### ASSIGNED TASK
Once you reach the line containing "repository 78f9ec76c88d03f0" in the entries below, write out that line and each one after it down to the line containing "pub const RECORD_HEADER_LEN: u64 = 56;", exactly and with nothing added.

### Stored data entries
= Beginning of Section =
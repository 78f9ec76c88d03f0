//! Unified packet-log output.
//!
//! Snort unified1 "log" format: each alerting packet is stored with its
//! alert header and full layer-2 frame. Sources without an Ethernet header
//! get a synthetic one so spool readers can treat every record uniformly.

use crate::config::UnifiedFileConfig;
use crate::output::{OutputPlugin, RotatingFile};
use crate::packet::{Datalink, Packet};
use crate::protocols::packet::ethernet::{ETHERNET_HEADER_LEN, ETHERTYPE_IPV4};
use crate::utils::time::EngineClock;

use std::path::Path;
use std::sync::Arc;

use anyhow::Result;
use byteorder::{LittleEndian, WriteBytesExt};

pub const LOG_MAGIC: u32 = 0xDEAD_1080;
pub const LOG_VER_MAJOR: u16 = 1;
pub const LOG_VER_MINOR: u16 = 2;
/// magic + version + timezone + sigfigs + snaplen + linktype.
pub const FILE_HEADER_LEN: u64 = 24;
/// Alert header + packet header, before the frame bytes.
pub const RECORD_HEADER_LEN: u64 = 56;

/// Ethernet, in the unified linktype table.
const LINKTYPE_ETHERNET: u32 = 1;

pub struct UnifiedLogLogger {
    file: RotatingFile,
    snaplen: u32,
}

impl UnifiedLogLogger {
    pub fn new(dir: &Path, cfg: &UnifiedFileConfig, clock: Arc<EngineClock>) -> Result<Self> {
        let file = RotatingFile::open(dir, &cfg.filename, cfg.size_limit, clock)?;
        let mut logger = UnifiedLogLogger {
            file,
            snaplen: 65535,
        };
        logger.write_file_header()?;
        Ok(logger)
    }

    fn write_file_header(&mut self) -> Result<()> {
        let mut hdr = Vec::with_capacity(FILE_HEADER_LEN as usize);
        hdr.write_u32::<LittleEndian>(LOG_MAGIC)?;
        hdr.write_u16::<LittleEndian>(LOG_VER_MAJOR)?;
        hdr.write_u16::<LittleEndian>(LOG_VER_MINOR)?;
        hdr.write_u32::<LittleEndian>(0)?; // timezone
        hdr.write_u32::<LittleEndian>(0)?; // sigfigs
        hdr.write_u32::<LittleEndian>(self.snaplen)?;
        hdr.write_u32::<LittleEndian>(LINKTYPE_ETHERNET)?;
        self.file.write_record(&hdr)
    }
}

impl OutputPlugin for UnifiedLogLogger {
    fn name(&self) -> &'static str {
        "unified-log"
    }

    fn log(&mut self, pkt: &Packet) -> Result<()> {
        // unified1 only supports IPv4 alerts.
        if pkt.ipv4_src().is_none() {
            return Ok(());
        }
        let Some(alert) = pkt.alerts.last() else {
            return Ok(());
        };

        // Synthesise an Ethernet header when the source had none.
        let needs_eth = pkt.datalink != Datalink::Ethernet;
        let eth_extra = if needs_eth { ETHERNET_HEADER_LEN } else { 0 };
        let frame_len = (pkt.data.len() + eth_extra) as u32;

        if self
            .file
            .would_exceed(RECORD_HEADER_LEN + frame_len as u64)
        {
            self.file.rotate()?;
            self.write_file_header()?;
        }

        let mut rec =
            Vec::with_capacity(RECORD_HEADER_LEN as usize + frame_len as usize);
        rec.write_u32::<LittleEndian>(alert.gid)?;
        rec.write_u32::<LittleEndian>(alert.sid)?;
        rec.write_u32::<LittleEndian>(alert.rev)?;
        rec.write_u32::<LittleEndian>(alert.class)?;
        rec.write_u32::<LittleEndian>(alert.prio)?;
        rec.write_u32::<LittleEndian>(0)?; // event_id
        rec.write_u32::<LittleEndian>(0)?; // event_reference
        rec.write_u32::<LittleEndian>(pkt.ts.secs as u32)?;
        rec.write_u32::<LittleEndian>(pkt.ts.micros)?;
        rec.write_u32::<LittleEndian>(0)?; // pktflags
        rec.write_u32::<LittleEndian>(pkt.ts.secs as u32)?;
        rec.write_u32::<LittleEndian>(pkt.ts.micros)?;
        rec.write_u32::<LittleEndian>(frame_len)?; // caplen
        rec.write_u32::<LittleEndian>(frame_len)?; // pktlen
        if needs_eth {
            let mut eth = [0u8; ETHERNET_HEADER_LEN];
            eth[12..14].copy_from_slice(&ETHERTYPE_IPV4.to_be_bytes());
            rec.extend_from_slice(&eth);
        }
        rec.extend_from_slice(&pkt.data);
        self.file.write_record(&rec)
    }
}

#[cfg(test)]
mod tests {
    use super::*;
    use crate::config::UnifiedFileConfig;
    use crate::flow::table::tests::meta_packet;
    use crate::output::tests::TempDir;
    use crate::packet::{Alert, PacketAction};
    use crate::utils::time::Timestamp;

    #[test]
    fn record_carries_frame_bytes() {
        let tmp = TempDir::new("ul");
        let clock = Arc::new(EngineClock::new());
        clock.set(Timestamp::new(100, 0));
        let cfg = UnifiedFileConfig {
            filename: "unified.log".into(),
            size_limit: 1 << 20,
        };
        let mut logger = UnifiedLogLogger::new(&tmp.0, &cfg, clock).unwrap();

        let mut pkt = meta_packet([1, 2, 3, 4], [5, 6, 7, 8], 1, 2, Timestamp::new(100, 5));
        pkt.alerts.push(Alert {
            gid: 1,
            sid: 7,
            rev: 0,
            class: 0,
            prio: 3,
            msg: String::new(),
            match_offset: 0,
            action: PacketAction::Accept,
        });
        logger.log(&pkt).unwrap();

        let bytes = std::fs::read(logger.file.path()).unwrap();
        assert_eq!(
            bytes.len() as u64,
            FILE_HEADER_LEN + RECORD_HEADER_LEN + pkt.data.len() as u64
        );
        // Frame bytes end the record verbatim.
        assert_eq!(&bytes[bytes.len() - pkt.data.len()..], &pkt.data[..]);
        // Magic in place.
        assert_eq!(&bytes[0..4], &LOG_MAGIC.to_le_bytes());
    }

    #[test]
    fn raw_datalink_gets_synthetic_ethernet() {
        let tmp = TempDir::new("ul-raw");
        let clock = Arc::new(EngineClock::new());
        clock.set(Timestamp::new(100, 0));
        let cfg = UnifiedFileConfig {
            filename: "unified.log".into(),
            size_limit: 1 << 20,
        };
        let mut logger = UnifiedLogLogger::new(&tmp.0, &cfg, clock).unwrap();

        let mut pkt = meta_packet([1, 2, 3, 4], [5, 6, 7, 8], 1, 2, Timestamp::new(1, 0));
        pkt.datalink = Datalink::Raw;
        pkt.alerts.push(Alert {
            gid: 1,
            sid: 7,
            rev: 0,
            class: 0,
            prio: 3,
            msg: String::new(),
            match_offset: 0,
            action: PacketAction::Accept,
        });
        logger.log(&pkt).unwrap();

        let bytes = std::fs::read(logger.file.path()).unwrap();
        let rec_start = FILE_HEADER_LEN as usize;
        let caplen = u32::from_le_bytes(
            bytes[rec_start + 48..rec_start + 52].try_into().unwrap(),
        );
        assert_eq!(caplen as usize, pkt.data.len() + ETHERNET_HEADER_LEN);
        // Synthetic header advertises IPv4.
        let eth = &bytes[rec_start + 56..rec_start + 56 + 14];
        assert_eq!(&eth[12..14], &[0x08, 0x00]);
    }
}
= End of Section =
= Beginning of Section =
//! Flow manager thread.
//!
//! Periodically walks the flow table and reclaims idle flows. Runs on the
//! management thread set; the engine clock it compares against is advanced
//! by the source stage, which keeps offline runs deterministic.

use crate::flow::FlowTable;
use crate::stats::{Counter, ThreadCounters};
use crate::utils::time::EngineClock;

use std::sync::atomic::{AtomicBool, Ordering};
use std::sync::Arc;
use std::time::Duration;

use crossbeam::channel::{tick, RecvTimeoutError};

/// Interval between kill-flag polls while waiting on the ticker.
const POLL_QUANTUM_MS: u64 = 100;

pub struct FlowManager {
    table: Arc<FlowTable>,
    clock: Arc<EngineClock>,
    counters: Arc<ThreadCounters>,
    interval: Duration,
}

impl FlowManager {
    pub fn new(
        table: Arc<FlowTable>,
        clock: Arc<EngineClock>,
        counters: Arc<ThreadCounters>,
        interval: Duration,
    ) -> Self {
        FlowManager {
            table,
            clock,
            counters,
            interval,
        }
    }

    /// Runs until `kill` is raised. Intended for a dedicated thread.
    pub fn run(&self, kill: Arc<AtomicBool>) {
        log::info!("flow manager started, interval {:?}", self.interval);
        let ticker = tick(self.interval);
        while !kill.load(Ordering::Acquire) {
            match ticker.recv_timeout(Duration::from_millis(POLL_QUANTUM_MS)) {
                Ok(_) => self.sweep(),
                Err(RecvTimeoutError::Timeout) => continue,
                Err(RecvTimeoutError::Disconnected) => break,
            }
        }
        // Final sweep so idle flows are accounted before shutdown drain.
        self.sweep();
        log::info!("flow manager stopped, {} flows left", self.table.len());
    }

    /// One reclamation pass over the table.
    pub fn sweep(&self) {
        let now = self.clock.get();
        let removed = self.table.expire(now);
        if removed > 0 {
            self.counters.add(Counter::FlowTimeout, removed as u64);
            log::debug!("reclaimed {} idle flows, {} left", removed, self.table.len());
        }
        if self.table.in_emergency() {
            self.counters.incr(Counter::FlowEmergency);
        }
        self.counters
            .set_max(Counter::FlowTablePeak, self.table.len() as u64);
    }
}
= End of Section =
### EXPECTED ANSWER
repository 78f9ec76c88d03f0
//! Unified packet-log output.
//!
//! Snort unified1 "log" format: each alerting packet is stored with its
//! alert header and full layer-2 frame. Sources without an Ethernet header
//! get a synthetic one so spool readers can treat every record uniformly.

use crate::config::UnifiedFileConfig;
use crate::output::{OutputPlugin, RotatingFile};
use crate::packet::{Datalink, Packet};
use crate::protocols::packet::ethernet::{ETHERNET_HEADER_LEN, ETHERTYPE_IPV4};
use crate::utils::time::EngineClock;

use std::path::Path;
use std::sync::Arc;

use anyhow::Result;
use byteorder::{LittleEndian, WriteBytesExt};

pub const LOG_MAGIC: u32 = 0xDEAD_1080;
pub const LOG_VER_MAJOR: u16 = 1;
pub const LOG_VER_MINOR: u16 = 2;
/// magic + version + timezone + sigfigs + snaplen + linktype.
pub const FILE_HEADER_LEN: u64 = 24;
/// Alert header + packet header, before the frame bytes.
pub const RECORD_HEADER_LEN: u64 = 56;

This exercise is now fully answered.